**Requirement**
Only a number is expected here: the count of lines in this data where "level" occurs.

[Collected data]
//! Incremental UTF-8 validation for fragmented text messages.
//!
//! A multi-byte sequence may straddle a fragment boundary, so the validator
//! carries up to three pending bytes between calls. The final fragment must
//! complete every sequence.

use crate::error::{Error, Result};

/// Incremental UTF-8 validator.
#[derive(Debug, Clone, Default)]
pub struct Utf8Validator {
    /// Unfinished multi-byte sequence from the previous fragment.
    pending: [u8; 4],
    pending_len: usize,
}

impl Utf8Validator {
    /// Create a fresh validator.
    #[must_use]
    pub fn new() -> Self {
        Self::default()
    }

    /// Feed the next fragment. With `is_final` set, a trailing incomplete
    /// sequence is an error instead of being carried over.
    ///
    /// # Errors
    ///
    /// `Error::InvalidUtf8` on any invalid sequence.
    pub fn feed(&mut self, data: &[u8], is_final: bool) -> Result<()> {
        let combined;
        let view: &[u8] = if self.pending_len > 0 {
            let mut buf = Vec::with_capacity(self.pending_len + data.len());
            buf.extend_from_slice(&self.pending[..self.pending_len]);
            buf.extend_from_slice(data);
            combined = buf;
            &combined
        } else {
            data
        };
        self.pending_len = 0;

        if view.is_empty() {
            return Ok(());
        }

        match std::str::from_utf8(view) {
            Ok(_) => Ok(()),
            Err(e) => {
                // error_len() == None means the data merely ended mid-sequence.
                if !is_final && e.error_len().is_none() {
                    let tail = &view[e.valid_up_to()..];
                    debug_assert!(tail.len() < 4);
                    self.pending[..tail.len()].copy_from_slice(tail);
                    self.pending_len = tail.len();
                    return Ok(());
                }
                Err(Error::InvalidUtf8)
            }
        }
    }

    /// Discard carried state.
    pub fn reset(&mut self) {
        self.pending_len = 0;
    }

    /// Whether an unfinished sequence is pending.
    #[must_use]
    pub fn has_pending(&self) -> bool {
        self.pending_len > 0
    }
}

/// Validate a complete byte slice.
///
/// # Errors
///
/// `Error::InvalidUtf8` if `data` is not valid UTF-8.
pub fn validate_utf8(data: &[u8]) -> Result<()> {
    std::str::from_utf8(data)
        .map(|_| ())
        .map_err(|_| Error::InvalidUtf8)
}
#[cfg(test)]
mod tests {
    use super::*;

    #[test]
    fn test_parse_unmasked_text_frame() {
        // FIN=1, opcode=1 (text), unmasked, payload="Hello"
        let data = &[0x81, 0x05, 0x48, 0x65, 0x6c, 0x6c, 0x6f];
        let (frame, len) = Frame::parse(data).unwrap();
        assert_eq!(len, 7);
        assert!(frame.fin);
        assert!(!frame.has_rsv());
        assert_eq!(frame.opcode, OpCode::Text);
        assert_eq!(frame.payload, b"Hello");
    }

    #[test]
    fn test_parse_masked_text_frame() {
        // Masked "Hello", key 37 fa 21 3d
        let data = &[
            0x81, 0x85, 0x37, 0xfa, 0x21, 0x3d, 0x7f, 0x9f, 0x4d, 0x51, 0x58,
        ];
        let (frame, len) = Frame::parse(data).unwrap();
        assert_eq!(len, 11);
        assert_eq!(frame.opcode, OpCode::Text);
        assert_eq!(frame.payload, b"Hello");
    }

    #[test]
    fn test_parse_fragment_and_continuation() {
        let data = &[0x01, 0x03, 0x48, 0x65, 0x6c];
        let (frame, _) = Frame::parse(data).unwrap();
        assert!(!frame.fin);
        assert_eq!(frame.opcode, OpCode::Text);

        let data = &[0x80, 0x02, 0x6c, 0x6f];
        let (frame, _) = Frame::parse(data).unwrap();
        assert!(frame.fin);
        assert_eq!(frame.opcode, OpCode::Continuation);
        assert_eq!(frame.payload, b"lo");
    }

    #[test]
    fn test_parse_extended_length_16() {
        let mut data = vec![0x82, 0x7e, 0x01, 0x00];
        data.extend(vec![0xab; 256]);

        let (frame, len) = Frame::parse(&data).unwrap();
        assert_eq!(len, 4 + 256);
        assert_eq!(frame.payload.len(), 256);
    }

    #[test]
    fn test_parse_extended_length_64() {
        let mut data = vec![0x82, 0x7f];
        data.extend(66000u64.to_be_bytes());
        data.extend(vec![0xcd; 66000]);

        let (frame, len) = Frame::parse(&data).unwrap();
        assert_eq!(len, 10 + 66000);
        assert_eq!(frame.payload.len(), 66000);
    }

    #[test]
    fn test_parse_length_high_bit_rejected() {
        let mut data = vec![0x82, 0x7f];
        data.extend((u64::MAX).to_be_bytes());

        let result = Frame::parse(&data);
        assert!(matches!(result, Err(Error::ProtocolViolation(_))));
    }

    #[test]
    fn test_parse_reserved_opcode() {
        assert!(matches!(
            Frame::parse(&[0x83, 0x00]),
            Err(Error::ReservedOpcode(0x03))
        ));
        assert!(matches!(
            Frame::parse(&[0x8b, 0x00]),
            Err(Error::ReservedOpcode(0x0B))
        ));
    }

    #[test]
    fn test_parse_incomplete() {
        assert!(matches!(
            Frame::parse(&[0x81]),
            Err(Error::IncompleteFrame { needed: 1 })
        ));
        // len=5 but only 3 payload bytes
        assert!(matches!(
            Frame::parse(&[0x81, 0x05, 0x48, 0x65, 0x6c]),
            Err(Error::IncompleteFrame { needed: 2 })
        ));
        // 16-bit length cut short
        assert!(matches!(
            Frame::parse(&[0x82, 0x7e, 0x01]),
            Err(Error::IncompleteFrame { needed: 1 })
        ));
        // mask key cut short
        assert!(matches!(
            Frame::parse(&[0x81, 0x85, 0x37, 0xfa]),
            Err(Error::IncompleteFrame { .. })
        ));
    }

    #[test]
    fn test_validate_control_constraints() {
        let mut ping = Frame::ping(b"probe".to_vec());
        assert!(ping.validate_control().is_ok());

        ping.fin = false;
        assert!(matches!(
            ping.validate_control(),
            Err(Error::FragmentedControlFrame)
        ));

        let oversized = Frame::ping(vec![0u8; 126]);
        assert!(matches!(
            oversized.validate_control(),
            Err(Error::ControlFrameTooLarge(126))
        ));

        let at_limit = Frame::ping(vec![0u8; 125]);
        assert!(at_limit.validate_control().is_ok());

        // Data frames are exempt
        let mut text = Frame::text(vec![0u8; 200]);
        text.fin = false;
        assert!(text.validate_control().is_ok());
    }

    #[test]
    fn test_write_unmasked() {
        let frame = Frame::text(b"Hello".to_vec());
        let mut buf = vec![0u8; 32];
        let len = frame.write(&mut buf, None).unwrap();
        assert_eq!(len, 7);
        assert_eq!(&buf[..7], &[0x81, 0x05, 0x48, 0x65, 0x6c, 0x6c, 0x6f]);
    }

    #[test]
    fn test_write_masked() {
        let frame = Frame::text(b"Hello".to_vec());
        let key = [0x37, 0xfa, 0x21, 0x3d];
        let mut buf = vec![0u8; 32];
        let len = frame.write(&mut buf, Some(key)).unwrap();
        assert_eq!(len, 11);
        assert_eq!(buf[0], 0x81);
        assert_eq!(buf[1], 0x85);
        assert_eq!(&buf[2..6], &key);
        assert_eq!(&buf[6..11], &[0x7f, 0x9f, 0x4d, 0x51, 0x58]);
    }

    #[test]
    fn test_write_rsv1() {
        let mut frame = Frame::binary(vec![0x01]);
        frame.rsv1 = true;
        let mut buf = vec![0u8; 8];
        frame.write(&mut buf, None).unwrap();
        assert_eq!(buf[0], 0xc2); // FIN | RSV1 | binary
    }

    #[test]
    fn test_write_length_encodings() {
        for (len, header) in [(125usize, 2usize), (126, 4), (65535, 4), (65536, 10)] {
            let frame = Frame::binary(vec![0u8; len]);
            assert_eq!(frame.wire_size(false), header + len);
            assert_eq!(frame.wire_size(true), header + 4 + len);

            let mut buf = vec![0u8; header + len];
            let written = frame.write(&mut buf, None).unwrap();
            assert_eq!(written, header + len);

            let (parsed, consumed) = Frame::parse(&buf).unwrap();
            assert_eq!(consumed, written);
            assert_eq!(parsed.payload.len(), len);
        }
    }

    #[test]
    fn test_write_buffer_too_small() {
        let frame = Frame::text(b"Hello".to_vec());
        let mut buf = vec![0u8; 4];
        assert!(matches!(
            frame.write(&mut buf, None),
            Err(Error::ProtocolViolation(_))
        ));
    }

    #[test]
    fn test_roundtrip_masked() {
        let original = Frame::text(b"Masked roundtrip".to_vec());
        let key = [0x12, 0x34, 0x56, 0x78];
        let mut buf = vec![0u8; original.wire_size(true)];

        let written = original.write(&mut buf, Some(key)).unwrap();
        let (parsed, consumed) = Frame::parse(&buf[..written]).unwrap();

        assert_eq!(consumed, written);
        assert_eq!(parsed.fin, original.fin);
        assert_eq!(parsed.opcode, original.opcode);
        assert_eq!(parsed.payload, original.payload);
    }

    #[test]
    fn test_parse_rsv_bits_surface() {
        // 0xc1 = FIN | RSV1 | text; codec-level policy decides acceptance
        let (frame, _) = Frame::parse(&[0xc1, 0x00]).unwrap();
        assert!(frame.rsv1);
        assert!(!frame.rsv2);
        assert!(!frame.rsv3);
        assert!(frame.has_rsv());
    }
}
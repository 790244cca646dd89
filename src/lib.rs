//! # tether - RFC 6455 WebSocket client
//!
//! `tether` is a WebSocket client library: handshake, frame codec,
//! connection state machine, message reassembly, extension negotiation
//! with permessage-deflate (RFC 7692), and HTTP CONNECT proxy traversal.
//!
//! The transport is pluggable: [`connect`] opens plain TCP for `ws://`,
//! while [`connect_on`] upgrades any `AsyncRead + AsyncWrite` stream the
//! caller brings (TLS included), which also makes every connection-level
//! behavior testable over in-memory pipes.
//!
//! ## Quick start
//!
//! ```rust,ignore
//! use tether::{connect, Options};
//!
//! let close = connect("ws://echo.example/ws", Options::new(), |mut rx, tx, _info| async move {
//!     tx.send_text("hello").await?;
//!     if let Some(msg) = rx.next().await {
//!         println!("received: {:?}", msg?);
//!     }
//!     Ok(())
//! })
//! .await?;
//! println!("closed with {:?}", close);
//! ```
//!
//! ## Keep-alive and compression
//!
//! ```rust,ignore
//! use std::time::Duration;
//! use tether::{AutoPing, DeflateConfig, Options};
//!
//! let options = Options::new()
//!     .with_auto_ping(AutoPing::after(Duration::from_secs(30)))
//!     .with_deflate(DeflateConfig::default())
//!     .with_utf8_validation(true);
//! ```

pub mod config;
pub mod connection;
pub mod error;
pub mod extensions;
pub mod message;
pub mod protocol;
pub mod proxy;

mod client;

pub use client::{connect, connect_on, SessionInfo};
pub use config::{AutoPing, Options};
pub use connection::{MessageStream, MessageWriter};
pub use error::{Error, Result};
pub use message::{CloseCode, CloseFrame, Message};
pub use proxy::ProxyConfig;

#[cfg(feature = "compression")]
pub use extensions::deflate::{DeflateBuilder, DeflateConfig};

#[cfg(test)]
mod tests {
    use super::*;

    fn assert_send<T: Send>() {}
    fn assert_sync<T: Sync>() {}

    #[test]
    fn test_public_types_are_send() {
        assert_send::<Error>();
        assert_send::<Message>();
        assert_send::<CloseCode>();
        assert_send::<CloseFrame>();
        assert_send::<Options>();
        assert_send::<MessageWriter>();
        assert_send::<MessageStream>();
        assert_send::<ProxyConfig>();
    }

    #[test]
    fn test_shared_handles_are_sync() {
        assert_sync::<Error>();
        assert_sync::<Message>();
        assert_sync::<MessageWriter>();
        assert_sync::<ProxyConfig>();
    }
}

**The answer**
2